FIRST AMENDMENT TO

EX-10.1 5 dex101.htm 1ST AMENDMENT TO MICHAEL MCGAVICK EMPLOYMENT AGMT 1st Amendment to Michael McGavick Employment Agmt

 

Exhibit 10.1

 

FIRST AMENDMENT TO

EMPLOYMENT AGREEMENT

 

This First Amendment (the “Amendment”) to the Employment Agreement dated as of January 26, 2001 (the “Employment Agreement”) between SAFECO Corporation (“SAFECO”) and Michael S. McGavick (“Employee”) is made on this 12th day of December, 2002.

 

WHEREAS, SAFECO and Employee have entered into the Employment Agreement;

 

WHEREAS, Employee has requested a reduction in the amount of Employee’s termination payments as originally specified in the Employment Agreement; and

 

WHEREAS, SAFECO has agreed to make such change and the parties agree that it is appropriate to make related changes to Employee’s noncompetition and nonsolicitation obligations;

 

NOW, THEREFORE, the parties agree as follows:

 

1. TERMINATION PAYMENTS

 

The annual base salary portion of the termination payments is amended from three years’ to one years’ annual base salary throughout Section 6.1 of the Employment Agreement, and such Section shall read as follows:

 

6.1 Termination by SAFECO

 

If SAFECO terminates Employee’s employment without Cause prior to the third anniversary of the Effective Date: (i) Employee shall be entitled to receive (a) termination payments equal to one years’ annual base salary and target bonus and (b) any unpaid annual base salary which has accrued for services already performed as of the date termination of Employee’s employment becomes effective; and (ii) if Employee is terminated by SAFECO for Cause, Employee shall not be entitled to receive any of the foregoing benefits, other than those set forth in clause (i)(b) above.
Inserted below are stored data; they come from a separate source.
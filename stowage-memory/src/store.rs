//! Moka-backed in-memory store.

use async_trait::async_trait;
use moka::future::Cache;
use moka::ops::compute::{CompResult, Op};
use stowage_backend::{Store, StoreError, StoreResult};
use stowage_core::{Key, Options, StoreLabel, Value};

use crate::builder::MemoryStoreBuilder;

/// In-memory store powered by Moka.
///
/// Values are kept as-is, without serialization, so any [`Value`] round-trips
/// exactly. Counters are updated atomically through Moka's entry compute API.
///
/// # Examples
///
/// ```
/// use stowage_memory::MemoryStore;
///
/// let unbounded = MemoryStore::new();
/// let bounded = MemoryStore::builder().max_entries(10_000).build();
/// ```
///
/// # Caveats
///
/// - Data is **not persisted** and is lost when the store is dropped
/// - With `max_entries` set, least recently used entries are evicted silently
#[derive(Clone)]
pub struct MemoryStore {
    pub(crate) cache: Cache<Key, Value>,
    pub(crate) label: StoreLabel,
}

impl std::fmt::Debug for MemoryStore {
    fn fmt(&self, f: &mut std::fmt::Formatter<'_>) -> std::fmt::Result {
        f.debug_struct("MemoryStore")
            .field("label", &self.label)
            .field("entries", &self.cache.entry_count())
            .finish()
    }
}

impl MemoryStore {
    /// Creates an unbounded store.
    pub fn new() -> Self {
        Self::builder().build()
    }

    pub fn builder() -> MemoryStoreBuilder {
        MemoryStoreBuilder::default()
    }

    /// Returns the underlying Moka cache.
    pub fn cache(&self) -> &Cache<Key, Value> {
        &self.cache
    }
}

impl Default for MemoryStore {
    fn default() -> Self {
        Self::new()
    }
}

#[async_trait]
impl Store for MemoryStore {
    async fn contains(&self, key: &Key, _options: &Options) -> StoreResult<bool> {
        Ok(self.cache.contains_key(key))
    }

    async fn load(&self, key: &Key, _options: &Options) -> StoreResult<Option<Value>> {
        Ok(self.cache.get(key).await)
    }

    async fn store(&self, key: &Key, value: Value, _options: &Options) -> StoreResult<Value> {
        self.cache.insert(key.clone(), value.clone()).await;
        Ok(value)
    }

    async fn delete(&self, key: &Key, _options: &Options) -> StoreResult<Option<Value>> {
        Ok(self.cache.remove(key).await)
    }

    async fn increment(&self, key: &Key, amount: i64, _options: &Options) -> StoreResult<i64> {
        let result = self
            .cache
            .entry(key.clone())
            .and_try_compute_with(|entry| async move {
                let current = match entry {
                    None => 0,
                    Some(entry) => {
                        let value = entry.into_value();
                        value
                            .to_counter()
                            .ok_or(StoreError::NotAnInteger(value.kind()))?
                    }
                };
                let next = current
                    .checked_add(amount)
                    .ok_or_else(|| StoreError::InternalError("counter overflow".into()))?;
                Ok::<_, StoreError>(Op::Put(Value::Integer(next)))
            })
            .await?;

        match result {
            CompResult::Inserted(entry) | CompResult::ReplacedWith(entry) => entry
                .into_value()
                .as_integer()
                .ok_or(StoreError::NotAnInteger("unknown")),
            _ => Err(StoreError::InternalError(
                "counter update was not applied".into(),
            )),
        }
    }

    async fn clear(&self, _options: &Options) -> StoreResult<()> {
        self.cache.invalidate_all();
        self.cache.run_pending_tasks().await;
        Ok(())
    }

    async fn close(&self) -> StoreResult<()> {
        tracing::trace!(label = %self.label, "closing memory store");
        Ok(())
    }

    fn label(&self) -> StoreLabel {
        self.label.clone()
    }
}

#[cfg(test)]
mod tests {
    use super::*;
    use stowage_backend::StoreExt;

    #[tokio::test]
    async fn absent_key_is_none() {
        let store = MemoryStore::new();
        assert_eq!(store.get("missing").await.unwrap(), None);
        assert_eq!(store.remove("missing").await.unwrap(), None);
    }

    #[tokio::test]
    async fn increment_parses_textual_counters() {
        let store = MemoryStore::new();
        store.set("n", "41").await.unwrap();
        assert_eq!(store.incr("n", 1).await.unwrap(), 42);
        assert_eq!(store.get("n").await.unwrap(), Some(Value::Integer(42)));
    }

    #[tokio::test]
    async fn increment_rejects_structured_values() {
        let store = MemoryStore::new();
        store.set("n", vec![Value::Null]).await.unwrap();
        assert!(matches!(
            store.incr("n", 1).await,
            Err(StoreError::NotAnInteger("list"))
        ));
    }
}
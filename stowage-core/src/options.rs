//! Per-call options.
//!
//! [`Options`] is passed by reference through every layer of a stack and is
//! never modified on the way. Layers that do not understand a field ignore it.

use std::time::Duration;

use chrono::{DateTime, Utc};

/// Time-to-live requested for a single write.
#[derive(Debug, Clone, Copy, PartialEq, Eq)]
pub enum Expiry {
    /// The entry never expires, overriding any configured default.
    Never,
    /// The entry expires once this much time has passed since the write.
    After(Duration),
}

impl Expiry {
    /// Absolute expiration timestamp for an entry written at `now`.
    ///
    /// Returns `None` for [`Expiry::Never`]. A duration too large to be
    /// represented also yields `None`.
    pub fn deadline(&self, now: DateTime<Utc>) -> Option<DateTime<Utc>> {
        match self {
            Expiry::Never => None,
            Expiry::After(ttl) => {
                let ttl = chrono::Duration::from_std(*ttl).ok()?;
                now.checked_add_signed(ttl)
            }
        }
    }

    /// Builds an expiry from a number of seconds, `0` meaning never.
    pub fn from_secs(secs: u64) -> Self {
        if secs == 0 {
            Expiry::Never
        } else {
            Expiry::After(Duration::from_secs(secs))
        }
    }
}

/// Immutable options accompanying one store operation.
///
/// ```
/// use std::time::Duration;
/// use stowage_core::{Expiry, Options};
///
/// let options = Options::default().expires_in(Duration::from_secs(30));
/// assert_eq!(options.expires, Some(Expiry::After(Duration::from_secs(30))));
/// ```
#[derive(Debug, Clone, Copy, Default, PartialEq, Eq)]
pub struct Options {
    /// Overrides the default time-to-live of an expiring layer or adapter.
    ///
    /// `None` keeps the configured default.
    pub expires: Option<Expiry>,
}

impl Options {
    /// Options with every field left at its default.
    pub const fn new() -> Self {
        Self { expires: None }
    }

    /// Requests that the written entry expires after `ttl`.
    pub fn expires_in(mut self, ttl: Duration) -> Self {
        self.expires = Some(Expiry::After(ttl));
        self
    }

    /// Requests that the written entry never expires.
    pub fn never_expire(mut self) -> Self {
        self.expires = Some(Expiry::Never);
        self
    }
}
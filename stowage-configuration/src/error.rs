use thiserror::Error;

/// Failure to read a [`StoreConfig`](crate::StoreConfig) document.
#[derive(Debug, Error)]
pub enum LoadError {
    #[error("invalid YAML store configuration: {0}")]
    Yaml(#[from] serde_saphyr::Error),

    #[error("invalid JSON store configuration: {0}")]
    Json(#[from] serde_json::Error),
}
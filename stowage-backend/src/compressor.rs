//! Byte-level compression steps.

use thiserror::Error;

#[derive(Error, Debug)]
pub enum CompressionError {
    #[error("compression failed: {0}")]
    Compress(Box<dyn std::error::Error + Send + Sync>),

    #[error("decompression failed: {0}")]
    Decompress(Box<dyn std::error::Error + Send + Sync>),
}

/// Reversible byte transform applied after serialization.
pub trait Compressor: std::fmt::Debug + Send + Sync {
    fn compress(&self, data: &[u8]) -> Result<Vec<u8>, CompressionError>;

    fn decompress(&self, data: &[u8]) -> Result<Vec<u8>, CompressionError>;
}

#[cfg(feature = "gzip")]
mod deflate {
    use std::io::{Read, Write};

    use flate2::{
        Compression,
        read::{GzDecoder, ZlibDecoder},
        write::{GzEncoder, ZlibEncoder},
    };

    use super::{CompressionError, Compressor};

    /// Zlib (RFC 1950) stream compression.
    #[derive(Debug, Clone, Copy)]
    pub struct ZlibCompressor {
        level: u32,
    }

    impl ZlibCompressor {
        /// Creates a compressor with a specific level, clamped to `0..=9`.
        pub fn with_level(level: u32) -> Self {
            Self {
                level: level.min(9),
            }
        }
    }

    impl Default for ZlibCompressor {
        fn default() -> Self {
            Self { level: 6 }
        }
    }

    impl Compressor for ZlibCompressor {
        fn compress(&self, data: &[u8]) -> Result<Vec<u8>, CompressionError> {
            let mut encoder = ZlibEncoder::new(Vec::new(), Compression::new(self.level));
            encoder
                .write_all(data)
                .map_err(|e| CompressionError::Compress(Box::new(e)))?;
            encoder
                .finish()
                .map_err(|e| CompressionError::Compress(Box::new(e)))
        }

        fn decompress(&self, data: &[u8]) -> Result<Vec<u8>, CompressionError> {
            let mut decoder = ZlibDecoder::new(data);
            let mut out = Vec::new();
            decoder
                .read_to_end(&mut out)
                .map_err(|e| CompressionError::Decompress(Box::new(e)))?;
            Ok(out)
        }
    }

    /// Gzip (RFC 1952) compression.
    #[derive(Debug, Clone, Copy)]
    pub struct GzipCompressor {
        level: u32,
    }

    impl GzipCompressor {
        pub fn with_level(level: u32) -> Self {
            Self {
                level: level.min(9),
            }
        }
    }

    impl Default for GzipCompressor {
        fn default() -> Self {
            Self { level: 6 }
        }
    }

    impl Compressor for GzipCompressor {
        fn compress(&self, data: &[u8]) -> Result<Vec<u8>, CompressionError> {
            let mut encoder = GzEncoder::new(Vec::new(), Compression::new(self.level));
            encoder
                .write_all(data)
                .map_err(|e| CompressionError::Compress(Box::new(e)))?;
            encoder
                .finish()
                .map_err(|e| CompressionError::Compress(Box::new(e)))
        }

        fn decompress(&self, data: &[u8]) -> Result<Vec<u8>, CompressionError> {
            let mut decoder = GzDecoder::new(data);
            let mut out = Vec::new();
            decoder
                .read_to_end(&mut out)
                .map_err(|e| CompressionError::Decompress(Box::new(e)))?;
            Ok(out)
        }
    }
}

#[cfg(feature = "gzip")]
pub use deflate::{GzipCompressor, ZlibCompressor};

/// Zstandard compression.
#[cfg(feature = "zstd")]
#[derive(Debug, Clone, Copy)]
pub struct ZstdCompressor {
    level: i32,
}

#[cfg(feature = "zstd")]
impl ZstdCompressor {
    pub fn with_level(level: i32) -> Self {
        Self { level }
    }
}

#[cfg(feature = "zstd")]
impl Default for ZstdCompressor {
    fn default() -> Self {
        Self { level: 3 }
    }
}

#[cfg(feature = "zstd")]
impl Compressor for ZstdCompressor {
    fn compress(&self, data: &[u8]) -> Result<Vec<u8>, CompressionError> {
        zstd::encode_all(data, self.level).map_err(|e| CompressionError::Compress(Box::new(e)))
    }

    fn decompress(&self, data: &[u8]) -> Result<Vec<u8>, CompressionError> {
        zstd::decode_all(data).map_err(|e| CompressionError::Decompress(Box::new(e)))
    }
}

#[cfg(test)]
mod tests {
    use super::*;

    const PAYLOAD: &[u8] = b"stowage stowage stowage stowage stowage stowage";

    #[cfg(feature = "gzip")]
    #[test]
    fn zlib_shrinks_repetitive_input() {
        let zlib = ZlibCompressor::default();
        let compressed = zlib.compress(PAYLOAD).unwrap();
        assert!(compressed.len() < PAYLOAD.len());
        assert_eq!(zlib.decompress(&compressed).unwrap(), PAYLOAD);
    }

    #[cfg(feature = "gzip")]
    #[test]
    fn gzip_rejects_foreign_bytes() {
        let result = GzipCompressor::default().decompress(b"not gzip");
        assert!(matches!(result, Err(CompressionError::Decompress(_))));
    }

    #[cfg(feature = "zstd")]
    #[test]
    fn zstd_restores_input() {
        let zstd = ZstdCompressor::default();
        let compressed = zstd.compress(PAYLOAD).unwrap();
        assert_eq!(zstd.decompress(&compressed).unwrap(), PAYLOAD);
    }
}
If SAFECO terminates Employee’s employment without Cause after the third anniversary but before the fifth anniversary of the Effective Date, Employee shall receive (a) termination payments equal to one years’ annual base salary (at the annual rate then in effect), and (b) an amount equal to the amount set forth in clause (i)(b) above. Except as provided above, Employee’s rights upon termination of employment will be governed by SAFECO’s standard policy and practice, or as determined by the Board of Directors or a committee


thereof. The termination payments are payable contingent upon Employee’s resignation from SAFECO’s Board of Directors and execution of a waiver and release of claims arising out of his employment and/or the termination of his employment with SAFECO.

 

2. NONCOMPETITION AND NONSOLICITATION TIME PERIOD

 

The three year time period set forth in Section 7.2 of the Employment Agreement is amended to one year, and such Section shall read as follows:

 

7.2 Scope of Competition

 

Employee agrees that he will not, directly or indirectly, during his employment and for a period of one year from the date on which his employment with SAFECO terminates for any reason, or this Agreement expires, be employed by, consult with, be a director of or otherwise perform services for, own, manage, operate, join, control or participate in the ownership, management, operation or control of or be connected with, in any manner, any Competitor. A “Competitor” shall include any entity which, directly or indirectly, competes with SAFECO or produces, markets, distributes or otherwise derives benefit from the production, marketing or distribution of products or services which compete with products then produced or services then being provided or marketed, by SAFECO or the feasibility for production of which SAFECO is then actually studying, or which is preparing to market or is developing products or services that will be in competition with the products or services then produced or being studied or developed by SAFECO, in each case within the geographical area of the United States, unless released from such obligation in writing by SAFECO’s Board of Directors. Employee shall be deemed to be related to or connected with a Competitor if such Competitor is (a) a partnership in which he is a general or limited partner or employee, (b) a corporation or association of which he is a shareholder, officer, employee or director, or (c) a partnership, corporation or association of which he is a member, consultant or agent; provided, however, that nothing in this Agreement shall prevent the purchase or ownership by Employee of shares which constitute less than one percent of the outstanding equity securities of a publicly or privately held corporation, if Employee had no other relationship with such corporation.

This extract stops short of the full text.